▼

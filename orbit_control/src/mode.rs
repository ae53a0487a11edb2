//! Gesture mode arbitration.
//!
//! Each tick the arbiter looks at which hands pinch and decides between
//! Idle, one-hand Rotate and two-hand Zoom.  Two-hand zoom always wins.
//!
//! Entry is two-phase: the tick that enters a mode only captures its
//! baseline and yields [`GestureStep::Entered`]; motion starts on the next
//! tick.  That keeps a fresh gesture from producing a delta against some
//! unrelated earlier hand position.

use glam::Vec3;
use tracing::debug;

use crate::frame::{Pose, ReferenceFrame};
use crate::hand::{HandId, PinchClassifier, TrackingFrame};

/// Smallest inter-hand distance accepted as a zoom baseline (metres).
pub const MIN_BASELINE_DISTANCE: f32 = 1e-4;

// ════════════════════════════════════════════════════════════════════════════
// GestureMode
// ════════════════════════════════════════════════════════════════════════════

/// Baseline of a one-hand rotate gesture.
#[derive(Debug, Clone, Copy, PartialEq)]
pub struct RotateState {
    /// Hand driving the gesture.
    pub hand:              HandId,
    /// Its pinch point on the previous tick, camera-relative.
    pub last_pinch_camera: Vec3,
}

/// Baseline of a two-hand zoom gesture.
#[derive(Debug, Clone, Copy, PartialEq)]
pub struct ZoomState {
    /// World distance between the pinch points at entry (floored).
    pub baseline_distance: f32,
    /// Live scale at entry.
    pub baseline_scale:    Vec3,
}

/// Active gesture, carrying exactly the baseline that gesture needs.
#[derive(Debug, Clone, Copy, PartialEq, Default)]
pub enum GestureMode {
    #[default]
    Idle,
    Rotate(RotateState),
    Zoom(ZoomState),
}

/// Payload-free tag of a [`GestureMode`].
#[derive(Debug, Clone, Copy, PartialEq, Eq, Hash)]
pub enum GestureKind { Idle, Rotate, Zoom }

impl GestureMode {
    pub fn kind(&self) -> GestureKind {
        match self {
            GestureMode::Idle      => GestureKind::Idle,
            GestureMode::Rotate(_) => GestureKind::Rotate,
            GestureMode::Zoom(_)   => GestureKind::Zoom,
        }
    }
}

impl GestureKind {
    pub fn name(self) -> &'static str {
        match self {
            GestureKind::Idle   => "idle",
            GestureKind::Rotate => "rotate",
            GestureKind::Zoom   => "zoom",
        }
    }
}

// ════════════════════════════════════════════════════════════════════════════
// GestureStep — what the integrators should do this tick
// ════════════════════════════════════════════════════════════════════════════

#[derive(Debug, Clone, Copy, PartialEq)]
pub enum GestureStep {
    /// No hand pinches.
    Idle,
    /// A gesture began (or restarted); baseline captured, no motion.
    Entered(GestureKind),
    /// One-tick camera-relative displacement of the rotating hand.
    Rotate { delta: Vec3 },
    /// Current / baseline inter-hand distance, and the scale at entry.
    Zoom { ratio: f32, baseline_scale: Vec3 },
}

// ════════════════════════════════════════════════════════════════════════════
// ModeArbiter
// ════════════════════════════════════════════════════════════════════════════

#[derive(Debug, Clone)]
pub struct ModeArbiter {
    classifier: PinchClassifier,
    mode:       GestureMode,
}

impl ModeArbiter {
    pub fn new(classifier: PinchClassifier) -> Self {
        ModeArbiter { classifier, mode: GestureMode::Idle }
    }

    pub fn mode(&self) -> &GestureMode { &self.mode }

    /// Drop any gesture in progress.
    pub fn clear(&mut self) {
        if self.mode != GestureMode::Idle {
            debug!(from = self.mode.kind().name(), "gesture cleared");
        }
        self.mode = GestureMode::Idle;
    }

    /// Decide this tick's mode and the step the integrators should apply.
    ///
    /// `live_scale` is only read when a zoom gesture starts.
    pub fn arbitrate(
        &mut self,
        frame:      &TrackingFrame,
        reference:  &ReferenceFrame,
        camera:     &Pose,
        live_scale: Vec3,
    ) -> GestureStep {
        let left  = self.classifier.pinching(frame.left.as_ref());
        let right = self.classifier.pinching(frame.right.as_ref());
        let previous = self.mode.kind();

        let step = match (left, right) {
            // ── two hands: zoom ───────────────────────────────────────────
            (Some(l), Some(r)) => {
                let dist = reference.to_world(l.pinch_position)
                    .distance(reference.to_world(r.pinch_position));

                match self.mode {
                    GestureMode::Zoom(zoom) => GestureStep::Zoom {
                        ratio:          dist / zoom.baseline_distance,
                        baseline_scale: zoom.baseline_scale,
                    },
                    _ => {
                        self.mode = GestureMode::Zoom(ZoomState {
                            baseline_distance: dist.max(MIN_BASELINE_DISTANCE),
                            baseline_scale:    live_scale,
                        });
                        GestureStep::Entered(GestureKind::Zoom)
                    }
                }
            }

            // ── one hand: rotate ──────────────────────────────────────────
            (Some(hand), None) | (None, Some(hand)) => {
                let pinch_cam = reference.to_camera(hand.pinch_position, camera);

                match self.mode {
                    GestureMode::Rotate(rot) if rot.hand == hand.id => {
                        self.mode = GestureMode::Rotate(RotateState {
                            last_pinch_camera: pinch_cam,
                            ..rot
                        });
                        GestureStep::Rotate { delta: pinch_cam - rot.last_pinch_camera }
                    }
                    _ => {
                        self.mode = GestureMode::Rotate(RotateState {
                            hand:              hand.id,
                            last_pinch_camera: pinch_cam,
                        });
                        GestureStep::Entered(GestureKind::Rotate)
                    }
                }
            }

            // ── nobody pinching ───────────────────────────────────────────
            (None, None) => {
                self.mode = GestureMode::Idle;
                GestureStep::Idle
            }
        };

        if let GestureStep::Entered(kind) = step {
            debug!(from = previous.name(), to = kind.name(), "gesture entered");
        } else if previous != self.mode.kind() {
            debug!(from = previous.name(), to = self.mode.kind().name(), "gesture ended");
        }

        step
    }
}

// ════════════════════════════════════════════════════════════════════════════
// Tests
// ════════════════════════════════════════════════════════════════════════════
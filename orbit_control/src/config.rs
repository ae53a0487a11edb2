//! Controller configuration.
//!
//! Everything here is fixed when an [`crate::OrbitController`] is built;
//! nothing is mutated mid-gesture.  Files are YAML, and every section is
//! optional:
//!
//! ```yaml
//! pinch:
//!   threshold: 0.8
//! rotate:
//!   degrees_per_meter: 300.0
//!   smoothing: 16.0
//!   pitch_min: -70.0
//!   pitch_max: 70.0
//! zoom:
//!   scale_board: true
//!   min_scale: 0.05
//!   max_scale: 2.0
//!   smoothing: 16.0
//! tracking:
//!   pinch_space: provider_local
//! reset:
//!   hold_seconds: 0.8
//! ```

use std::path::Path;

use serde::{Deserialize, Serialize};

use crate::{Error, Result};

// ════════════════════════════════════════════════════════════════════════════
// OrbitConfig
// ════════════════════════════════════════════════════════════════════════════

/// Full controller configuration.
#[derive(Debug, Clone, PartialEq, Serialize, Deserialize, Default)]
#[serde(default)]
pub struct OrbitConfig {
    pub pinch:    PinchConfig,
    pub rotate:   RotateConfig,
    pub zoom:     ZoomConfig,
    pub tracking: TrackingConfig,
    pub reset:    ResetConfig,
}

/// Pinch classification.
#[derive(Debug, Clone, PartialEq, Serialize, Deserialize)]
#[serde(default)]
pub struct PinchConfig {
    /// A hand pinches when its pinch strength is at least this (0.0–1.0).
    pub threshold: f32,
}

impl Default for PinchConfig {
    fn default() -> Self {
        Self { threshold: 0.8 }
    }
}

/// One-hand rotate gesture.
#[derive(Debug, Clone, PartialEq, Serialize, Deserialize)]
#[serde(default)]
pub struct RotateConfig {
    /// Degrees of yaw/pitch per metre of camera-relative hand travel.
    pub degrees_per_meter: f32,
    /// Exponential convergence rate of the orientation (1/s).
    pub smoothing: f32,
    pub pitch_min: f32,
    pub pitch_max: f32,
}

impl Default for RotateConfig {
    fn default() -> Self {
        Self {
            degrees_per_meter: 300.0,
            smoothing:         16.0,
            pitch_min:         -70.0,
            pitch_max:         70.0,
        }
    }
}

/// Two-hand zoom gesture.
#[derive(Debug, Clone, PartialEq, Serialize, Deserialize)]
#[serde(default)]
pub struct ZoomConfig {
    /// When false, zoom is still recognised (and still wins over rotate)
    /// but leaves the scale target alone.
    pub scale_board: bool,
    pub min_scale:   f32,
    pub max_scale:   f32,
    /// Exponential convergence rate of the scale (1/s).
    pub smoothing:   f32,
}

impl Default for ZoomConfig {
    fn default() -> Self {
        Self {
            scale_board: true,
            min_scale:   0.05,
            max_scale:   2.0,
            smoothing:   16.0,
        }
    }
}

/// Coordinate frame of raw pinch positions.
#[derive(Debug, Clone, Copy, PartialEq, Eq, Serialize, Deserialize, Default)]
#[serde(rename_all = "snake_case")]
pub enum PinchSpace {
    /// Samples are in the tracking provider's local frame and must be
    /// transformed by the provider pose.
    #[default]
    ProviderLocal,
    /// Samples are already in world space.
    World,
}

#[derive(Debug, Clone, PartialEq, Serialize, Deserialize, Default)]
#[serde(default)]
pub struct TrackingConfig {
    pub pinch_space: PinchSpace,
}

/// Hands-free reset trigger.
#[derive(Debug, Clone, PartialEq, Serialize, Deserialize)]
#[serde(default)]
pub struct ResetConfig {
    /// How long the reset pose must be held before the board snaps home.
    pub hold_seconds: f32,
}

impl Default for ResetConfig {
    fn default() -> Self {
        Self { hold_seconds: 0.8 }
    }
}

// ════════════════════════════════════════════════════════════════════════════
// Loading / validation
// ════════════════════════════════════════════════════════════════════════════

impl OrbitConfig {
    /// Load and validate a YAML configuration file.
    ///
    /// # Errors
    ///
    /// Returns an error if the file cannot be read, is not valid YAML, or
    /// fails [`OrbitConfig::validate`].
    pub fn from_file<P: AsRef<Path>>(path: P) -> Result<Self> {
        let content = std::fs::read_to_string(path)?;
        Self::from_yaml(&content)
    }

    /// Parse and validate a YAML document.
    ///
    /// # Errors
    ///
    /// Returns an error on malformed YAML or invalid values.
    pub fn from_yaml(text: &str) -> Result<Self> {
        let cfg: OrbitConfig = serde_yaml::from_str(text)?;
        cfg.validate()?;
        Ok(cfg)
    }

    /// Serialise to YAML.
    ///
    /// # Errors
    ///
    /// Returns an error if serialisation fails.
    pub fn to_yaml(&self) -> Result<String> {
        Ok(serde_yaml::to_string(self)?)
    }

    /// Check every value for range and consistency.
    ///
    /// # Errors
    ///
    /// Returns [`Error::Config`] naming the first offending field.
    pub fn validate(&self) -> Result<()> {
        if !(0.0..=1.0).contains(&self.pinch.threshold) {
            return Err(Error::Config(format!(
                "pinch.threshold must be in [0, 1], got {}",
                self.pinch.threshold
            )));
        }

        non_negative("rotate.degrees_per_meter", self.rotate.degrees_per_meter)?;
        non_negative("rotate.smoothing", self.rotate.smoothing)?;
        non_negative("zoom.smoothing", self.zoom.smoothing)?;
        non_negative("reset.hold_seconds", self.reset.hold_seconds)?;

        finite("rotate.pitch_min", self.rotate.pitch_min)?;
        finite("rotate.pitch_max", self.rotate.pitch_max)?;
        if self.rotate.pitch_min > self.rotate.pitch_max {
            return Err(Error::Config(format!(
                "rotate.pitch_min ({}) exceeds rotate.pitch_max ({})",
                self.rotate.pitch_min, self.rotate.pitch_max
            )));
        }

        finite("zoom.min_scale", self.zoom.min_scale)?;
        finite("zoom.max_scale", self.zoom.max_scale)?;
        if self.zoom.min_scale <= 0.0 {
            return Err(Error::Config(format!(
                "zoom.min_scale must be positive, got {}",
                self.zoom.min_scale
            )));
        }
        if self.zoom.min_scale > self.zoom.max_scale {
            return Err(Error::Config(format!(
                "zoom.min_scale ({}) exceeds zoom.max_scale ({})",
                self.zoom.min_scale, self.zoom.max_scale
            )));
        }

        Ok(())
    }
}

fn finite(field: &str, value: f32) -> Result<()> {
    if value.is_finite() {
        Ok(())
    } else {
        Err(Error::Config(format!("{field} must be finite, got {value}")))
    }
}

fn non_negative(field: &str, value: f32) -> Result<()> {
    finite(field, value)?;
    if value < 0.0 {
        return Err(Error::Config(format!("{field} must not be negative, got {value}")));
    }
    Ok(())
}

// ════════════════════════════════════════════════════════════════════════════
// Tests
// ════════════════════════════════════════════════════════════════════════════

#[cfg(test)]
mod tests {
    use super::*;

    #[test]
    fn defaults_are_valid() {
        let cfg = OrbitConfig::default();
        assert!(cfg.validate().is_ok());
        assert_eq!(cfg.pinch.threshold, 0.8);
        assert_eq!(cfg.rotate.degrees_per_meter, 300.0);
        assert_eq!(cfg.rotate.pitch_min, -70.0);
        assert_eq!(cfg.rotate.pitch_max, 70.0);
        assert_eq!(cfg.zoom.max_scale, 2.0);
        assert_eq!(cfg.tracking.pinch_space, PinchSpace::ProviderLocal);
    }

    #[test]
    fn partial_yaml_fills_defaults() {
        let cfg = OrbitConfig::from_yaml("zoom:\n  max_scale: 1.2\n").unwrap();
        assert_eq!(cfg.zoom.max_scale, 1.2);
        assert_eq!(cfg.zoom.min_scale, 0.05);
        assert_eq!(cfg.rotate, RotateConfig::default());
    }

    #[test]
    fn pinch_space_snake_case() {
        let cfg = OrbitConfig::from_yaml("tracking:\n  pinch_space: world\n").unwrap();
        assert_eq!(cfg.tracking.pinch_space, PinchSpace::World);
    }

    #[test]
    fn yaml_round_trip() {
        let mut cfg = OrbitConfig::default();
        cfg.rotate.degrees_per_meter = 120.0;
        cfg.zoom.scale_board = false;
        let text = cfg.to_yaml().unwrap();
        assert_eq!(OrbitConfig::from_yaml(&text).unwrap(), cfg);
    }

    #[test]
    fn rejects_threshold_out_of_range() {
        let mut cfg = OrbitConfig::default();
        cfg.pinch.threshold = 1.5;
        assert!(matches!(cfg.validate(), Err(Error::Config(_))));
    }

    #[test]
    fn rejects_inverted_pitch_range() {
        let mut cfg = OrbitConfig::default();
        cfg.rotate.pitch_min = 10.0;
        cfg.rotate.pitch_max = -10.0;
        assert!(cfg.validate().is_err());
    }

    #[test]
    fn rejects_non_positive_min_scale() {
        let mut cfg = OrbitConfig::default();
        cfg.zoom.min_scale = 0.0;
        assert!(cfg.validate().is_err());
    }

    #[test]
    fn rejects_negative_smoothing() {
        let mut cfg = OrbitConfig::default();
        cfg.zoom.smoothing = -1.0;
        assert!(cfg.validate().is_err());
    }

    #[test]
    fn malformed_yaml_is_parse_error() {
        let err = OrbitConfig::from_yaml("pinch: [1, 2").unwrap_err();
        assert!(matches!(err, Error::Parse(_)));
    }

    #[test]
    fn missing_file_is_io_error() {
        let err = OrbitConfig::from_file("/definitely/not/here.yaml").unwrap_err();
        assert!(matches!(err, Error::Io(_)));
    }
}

▲

> **DIRECTIONS FOR THIS TASK**
For each line above that contains the word "TrackingFrame", give the line as it is written.

> **EXERCISE ANSWER**
use crate::hand::{HandId, PinchClassifier, TrackingFrame};
        frame:      &TrackingFrame,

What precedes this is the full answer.